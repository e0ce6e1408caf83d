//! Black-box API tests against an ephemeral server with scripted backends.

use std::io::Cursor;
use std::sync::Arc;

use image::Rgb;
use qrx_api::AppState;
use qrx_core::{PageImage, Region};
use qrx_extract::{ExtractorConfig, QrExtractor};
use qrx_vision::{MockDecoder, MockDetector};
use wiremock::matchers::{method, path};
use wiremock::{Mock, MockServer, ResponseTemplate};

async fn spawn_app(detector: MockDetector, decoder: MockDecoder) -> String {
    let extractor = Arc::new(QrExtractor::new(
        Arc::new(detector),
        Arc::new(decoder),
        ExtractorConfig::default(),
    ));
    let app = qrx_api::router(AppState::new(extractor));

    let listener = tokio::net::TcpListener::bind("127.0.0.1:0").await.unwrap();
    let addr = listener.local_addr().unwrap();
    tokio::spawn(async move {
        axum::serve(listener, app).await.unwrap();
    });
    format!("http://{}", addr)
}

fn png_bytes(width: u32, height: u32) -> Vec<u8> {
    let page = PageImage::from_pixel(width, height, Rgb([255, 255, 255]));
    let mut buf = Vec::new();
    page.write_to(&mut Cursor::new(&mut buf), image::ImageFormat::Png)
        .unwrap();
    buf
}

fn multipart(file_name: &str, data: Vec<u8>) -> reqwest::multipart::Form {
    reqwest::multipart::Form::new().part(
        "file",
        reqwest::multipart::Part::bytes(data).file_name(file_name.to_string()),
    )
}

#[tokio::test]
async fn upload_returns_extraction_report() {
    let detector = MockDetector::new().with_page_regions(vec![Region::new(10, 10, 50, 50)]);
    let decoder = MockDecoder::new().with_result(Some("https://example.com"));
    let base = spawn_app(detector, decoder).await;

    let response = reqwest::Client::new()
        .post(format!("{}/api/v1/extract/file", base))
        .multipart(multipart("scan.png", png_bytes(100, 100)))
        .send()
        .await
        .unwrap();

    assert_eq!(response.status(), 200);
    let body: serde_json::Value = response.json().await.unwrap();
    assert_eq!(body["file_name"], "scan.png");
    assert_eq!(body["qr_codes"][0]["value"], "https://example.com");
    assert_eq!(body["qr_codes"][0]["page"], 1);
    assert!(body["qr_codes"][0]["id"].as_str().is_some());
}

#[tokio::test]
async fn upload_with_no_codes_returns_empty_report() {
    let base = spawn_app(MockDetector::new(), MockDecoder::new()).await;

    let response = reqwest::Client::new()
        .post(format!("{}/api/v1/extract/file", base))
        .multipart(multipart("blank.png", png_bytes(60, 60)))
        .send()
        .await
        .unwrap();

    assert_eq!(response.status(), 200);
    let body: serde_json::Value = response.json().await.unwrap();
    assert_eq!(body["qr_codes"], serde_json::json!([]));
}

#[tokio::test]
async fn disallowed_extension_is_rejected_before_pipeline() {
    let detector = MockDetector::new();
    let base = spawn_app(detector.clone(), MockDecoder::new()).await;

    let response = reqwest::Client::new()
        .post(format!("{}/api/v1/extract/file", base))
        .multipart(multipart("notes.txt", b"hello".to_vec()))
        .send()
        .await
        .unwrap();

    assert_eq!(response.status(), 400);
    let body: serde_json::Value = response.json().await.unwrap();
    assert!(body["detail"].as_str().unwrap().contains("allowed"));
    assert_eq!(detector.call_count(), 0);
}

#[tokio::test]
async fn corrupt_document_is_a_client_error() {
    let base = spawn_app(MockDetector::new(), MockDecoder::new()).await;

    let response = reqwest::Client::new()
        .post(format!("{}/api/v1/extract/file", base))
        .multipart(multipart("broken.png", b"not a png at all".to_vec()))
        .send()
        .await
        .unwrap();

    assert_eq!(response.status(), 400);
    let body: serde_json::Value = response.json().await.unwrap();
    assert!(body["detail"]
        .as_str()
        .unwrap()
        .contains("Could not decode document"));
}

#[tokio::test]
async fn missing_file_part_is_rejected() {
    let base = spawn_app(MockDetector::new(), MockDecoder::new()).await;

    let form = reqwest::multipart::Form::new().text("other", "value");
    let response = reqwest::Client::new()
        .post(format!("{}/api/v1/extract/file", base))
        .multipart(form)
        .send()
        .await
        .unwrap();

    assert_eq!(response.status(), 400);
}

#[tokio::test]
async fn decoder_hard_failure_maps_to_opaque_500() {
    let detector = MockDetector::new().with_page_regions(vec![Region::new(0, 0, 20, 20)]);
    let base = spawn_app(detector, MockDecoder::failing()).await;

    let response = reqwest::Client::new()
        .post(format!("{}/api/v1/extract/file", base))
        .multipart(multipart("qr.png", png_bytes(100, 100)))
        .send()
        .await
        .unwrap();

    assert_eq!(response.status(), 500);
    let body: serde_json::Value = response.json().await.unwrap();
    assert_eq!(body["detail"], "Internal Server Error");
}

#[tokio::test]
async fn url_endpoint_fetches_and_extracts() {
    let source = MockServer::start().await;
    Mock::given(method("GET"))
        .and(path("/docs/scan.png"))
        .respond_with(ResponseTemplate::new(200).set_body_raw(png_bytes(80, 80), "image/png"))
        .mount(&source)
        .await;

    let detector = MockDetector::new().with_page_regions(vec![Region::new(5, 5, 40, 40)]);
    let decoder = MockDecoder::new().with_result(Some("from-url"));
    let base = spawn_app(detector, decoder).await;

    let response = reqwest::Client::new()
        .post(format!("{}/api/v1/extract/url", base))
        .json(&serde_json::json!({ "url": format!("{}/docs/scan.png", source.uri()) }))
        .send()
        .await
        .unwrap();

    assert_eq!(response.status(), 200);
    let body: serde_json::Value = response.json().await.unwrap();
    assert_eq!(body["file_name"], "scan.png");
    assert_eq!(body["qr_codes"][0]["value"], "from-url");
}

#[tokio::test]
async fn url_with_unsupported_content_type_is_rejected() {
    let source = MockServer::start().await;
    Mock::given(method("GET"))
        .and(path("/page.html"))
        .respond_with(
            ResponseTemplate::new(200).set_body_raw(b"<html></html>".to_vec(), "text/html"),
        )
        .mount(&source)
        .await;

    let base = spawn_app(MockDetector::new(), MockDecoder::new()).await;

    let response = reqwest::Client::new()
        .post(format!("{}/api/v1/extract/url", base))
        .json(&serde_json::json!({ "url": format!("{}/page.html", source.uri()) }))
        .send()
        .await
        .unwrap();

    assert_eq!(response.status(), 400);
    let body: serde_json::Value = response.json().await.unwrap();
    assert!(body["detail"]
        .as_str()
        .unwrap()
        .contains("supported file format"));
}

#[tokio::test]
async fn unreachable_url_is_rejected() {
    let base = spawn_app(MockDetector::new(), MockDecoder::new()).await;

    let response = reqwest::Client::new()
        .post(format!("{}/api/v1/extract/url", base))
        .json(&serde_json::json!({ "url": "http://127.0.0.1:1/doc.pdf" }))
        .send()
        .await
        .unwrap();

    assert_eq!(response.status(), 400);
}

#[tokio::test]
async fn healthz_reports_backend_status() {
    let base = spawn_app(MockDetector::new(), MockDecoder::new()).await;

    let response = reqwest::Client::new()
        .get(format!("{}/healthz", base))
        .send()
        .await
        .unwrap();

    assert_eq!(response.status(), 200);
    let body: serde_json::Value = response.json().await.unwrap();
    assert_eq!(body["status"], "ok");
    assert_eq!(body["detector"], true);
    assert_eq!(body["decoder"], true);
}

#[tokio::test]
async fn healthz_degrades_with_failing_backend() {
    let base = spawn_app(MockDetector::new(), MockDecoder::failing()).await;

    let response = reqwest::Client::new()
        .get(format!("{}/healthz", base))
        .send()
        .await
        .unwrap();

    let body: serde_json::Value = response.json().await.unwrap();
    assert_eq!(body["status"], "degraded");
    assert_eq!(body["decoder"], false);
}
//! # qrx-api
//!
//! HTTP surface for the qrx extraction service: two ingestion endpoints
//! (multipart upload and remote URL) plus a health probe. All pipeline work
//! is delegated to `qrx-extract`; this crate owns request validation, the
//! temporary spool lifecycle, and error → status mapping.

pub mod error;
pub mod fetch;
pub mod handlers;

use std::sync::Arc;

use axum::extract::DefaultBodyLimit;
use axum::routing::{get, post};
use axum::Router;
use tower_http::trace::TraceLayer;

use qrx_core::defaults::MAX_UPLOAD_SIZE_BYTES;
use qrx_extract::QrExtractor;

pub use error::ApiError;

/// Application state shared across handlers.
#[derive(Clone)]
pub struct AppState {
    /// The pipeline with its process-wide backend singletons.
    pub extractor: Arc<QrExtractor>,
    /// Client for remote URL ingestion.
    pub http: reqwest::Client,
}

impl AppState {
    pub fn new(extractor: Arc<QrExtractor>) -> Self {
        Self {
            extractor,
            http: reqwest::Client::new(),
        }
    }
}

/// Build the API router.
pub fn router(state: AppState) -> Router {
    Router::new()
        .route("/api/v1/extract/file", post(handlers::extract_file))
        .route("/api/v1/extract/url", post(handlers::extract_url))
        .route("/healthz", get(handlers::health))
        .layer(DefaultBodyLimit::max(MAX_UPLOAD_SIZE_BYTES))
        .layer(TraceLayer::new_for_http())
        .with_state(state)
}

----------------------------------------

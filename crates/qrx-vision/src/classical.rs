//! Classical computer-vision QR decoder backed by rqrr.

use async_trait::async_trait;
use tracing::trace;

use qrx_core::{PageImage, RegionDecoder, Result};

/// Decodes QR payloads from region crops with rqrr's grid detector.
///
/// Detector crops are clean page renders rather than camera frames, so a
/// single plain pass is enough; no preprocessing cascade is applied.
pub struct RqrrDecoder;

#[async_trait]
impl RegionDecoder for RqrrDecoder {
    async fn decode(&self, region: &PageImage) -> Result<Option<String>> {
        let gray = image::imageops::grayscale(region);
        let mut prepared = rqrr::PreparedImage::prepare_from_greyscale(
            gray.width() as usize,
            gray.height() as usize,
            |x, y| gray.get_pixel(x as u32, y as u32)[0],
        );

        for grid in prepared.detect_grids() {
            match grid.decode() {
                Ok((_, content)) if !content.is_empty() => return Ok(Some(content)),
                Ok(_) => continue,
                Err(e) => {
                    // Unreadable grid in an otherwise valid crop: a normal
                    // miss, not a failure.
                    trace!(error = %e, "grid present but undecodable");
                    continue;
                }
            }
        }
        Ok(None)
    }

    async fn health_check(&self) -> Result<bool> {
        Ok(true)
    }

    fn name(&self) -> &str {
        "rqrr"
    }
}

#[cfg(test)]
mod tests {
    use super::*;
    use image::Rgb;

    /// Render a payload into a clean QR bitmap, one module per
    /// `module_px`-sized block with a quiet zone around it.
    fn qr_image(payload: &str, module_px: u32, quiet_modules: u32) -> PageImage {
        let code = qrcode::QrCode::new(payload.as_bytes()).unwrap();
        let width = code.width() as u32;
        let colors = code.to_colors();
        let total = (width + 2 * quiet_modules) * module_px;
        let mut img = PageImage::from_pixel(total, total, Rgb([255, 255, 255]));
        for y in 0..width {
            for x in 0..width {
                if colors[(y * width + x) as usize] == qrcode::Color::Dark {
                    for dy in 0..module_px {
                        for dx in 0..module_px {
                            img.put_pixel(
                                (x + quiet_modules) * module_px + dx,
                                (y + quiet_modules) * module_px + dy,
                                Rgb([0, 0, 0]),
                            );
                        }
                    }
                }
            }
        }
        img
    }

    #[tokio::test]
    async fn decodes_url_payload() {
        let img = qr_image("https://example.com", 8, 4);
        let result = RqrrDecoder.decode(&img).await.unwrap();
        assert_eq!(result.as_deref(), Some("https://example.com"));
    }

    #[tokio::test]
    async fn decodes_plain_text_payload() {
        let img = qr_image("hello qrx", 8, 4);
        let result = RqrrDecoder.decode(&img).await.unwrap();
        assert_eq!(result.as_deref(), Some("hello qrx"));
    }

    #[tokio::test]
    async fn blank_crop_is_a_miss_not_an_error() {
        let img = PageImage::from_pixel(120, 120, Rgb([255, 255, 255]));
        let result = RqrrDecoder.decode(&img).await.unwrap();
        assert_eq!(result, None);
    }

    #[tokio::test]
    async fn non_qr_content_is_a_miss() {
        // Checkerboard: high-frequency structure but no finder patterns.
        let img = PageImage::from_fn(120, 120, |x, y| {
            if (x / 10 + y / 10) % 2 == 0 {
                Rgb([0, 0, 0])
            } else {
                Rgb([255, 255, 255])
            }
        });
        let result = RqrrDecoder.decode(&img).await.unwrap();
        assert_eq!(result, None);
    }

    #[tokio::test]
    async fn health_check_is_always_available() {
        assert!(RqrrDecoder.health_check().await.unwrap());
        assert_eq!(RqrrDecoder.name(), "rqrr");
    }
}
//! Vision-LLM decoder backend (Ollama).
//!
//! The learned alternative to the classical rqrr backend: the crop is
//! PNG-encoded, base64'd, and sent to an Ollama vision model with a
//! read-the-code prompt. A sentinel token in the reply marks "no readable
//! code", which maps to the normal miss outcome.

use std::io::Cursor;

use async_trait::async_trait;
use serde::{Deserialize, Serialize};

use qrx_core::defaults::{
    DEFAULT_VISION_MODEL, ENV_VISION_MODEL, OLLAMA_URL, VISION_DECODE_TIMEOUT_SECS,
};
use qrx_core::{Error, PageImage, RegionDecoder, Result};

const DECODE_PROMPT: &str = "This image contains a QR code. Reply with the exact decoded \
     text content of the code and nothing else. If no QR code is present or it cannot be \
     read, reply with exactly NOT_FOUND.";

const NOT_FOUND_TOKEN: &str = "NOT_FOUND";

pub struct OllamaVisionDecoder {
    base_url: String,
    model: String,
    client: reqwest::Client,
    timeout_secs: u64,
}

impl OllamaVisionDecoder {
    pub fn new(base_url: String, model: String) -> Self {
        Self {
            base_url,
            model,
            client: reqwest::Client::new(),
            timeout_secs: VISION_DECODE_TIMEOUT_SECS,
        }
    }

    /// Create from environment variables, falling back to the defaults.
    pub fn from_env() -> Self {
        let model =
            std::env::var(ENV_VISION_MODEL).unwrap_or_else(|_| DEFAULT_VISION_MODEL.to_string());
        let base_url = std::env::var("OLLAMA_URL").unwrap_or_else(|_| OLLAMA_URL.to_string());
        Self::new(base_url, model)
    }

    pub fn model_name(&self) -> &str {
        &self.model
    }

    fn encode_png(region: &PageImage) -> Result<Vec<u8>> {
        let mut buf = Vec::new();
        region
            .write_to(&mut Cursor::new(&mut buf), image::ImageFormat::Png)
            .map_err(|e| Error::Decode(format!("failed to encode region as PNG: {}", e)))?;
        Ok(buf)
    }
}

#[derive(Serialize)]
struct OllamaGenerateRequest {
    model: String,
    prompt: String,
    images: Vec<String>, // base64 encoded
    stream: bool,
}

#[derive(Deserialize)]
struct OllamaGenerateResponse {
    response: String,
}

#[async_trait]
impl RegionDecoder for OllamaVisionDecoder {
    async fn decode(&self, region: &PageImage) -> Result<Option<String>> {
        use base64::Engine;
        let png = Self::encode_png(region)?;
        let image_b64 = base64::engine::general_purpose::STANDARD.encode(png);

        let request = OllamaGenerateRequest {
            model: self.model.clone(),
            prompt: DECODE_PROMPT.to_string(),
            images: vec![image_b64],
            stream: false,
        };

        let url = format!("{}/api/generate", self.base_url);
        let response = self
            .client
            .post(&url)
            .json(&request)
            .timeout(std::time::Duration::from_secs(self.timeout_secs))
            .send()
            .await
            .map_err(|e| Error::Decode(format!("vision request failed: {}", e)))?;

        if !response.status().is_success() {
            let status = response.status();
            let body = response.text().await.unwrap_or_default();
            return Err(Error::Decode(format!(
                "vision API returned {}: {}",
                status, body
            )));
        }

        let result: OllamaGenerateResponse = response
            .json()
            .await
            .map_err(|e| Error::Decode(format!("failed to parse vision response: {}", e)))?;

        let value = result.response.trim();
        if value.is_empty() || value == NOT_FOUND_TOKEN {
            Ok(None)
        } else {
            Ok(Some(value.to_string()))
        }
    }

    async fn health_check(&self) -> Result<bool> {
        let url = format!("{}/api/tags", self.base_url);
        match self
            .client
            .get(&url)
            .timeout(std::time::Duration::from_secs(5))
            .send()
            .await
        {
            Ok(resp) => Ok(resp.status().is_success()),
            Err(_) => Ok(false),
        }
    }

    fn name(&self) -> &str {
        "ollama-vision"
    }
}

----------------------------------------

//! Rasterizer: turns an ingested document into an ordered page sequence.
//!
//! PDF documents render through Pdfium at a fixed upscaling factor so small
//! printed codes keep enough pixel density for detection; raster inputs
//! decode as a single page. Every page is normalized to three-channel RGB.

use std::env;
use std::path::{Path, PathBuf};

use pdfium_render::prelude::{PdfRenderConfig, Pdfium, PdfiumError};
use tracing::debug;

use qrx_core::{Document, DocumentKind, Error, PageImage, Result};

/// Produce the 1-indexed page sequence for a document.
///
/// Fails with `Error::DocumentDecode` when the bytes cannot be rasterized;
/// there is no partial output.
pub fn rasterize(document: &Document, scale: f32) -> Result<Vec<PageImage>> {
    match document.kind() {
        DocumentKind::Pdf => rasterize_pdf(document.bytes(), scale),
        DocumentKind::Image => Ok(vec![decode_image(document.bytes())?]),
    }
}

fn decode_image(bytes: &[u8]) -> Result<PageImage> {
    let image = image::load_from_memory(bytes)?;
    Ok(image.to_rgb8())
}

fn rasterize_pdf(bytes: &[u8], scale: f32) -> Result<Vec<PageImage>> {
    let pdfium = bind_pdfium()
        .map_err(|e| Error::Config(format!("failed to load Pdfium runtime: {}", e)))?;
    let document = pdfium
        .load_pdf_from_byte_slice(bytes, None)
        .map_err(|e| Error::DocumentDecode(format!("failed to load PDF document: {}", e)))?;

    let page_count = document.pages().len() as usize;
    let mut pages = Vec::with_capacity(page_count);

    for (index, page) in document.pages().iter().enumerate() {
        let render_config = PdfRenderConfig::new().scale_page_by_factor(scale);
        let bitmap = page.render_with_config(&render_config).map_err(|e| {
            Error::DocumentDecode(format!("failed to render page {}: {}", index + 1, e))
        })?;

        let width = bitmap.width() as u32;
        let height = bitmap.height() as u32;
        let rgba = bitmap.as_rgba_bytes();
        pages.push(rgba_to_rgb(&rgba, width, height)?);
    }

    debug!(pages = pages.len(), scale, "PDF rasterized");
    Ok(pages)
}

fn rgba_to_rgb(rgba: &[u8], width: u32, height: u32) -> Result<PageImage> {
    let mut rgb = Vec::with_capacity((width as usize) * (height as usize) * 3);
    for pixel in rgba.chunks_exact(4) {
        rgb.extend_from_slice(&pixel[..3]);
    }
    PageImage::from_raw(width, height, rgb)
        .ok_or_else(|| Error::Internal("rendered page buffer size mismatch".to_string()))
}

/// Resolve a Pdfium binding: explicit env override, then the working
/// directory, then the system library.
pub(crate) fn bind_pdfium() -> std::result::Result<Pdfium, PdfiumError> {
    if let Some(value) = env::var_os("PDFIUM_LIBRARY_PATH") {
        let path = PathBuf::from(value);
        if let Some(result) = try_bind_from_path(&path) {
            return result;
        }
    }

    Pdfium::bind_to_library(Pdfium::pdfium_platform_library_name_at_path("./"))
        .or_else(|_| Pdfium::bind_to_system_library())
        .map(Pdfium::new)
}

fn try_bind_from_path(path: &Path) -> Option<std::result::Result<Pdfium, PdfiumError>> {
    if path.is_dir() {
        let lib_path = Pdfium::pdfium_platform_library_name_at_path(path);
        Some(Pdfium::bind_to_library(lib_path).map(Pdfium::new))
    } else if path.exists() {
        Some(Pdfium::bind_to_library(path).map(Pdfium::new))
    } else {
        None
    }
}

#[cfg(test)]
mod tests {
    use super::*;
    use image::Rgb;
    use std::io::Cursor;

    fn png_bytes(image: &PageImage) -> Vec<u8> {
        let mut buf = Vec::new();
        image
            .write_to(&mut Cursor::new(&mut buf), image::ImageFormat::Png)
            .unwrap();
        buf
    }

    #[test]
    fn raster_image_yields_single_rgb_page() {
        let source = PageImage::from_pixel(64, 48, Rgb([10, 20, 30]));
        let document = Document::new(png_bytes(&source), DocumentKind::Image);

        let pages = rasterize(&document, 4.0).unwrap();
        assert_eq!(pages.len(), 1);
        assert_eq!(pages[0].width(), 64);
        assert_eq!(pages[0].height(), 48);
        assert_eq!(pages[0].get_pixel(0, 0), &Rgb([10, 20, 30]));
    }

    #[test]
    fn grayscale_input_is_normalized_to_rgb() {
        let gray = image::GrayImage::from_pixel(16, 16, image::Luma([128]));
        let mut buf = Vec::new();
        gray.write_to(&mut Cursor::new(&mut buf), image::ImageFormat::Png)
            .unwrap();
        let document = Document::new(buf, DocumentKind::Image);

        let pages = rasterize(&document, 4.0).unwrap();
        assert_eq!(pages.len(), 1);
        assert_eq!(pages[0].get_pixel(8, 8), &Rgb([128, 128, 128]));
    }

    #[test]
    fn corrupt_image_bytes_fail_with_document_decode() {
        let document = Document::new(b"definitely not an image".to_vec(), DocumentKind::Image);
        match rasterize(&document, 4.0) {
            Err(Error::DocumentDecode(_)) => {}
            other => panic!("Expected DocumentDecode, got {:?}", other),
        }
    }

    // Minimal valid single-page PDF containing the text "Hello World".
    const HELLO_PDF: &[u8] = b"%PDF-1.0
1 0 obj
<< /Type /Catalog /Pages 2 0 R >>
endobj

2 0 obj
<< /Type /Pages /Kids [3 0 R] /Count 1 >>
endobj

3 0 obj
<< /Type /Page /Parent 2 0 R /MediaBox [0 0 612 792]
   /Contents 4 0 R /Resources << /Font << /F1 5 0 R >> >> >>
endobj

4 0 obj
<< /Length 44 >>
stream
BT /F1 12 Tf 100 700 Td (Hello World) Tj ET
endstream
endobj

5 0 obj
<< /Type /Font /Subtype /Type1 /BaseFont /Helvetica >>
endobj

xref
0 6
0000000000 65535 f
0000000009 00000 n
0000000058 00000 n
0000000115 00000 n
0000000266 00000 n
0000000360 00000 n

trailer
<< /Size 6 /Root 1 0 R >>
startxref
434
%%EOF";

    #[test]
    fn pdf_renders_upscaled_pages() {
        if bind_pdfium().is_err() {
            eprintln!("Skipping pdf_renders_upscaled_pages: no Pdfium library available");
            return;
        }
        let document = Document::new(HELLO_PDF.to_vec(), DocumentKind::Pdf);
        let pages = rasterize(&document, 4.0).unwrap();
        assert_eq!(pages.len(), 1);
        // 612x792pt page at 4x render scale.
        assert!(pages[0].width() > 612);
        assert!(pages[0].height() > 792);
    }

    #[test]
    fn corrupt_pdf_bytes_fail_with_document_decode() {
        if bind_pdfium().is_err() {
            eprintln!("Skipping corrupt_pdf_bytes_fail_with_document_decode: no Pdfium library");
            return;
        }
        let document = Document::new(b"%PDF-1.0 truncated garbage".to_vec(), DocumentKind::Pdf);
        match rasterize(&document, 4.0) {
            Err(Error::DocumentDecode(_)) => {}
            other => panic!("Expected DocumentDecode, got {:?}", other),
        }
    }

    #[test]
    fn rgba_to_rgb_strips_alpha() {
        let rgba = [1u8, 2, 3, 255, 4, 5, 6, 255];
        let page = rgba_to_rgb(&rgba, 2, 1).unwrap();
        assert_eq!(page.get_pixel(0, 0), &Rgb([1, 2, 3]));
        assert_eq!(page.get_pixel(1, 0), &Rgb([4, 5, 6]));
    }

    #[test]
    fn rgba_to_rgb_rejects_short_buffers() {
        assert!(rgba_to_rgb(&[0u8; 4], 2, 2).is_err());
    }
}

----------------------------------------

■ **What you need to do**
Show every line of the material above in which "qrcode" is present.

■ **Output for this exercise**
        let code = qrcode::QrCode::new(payload.as_bytes()).unwrap();
                if colors[(y * width + x) as usize] == qrcode::Color::Dark {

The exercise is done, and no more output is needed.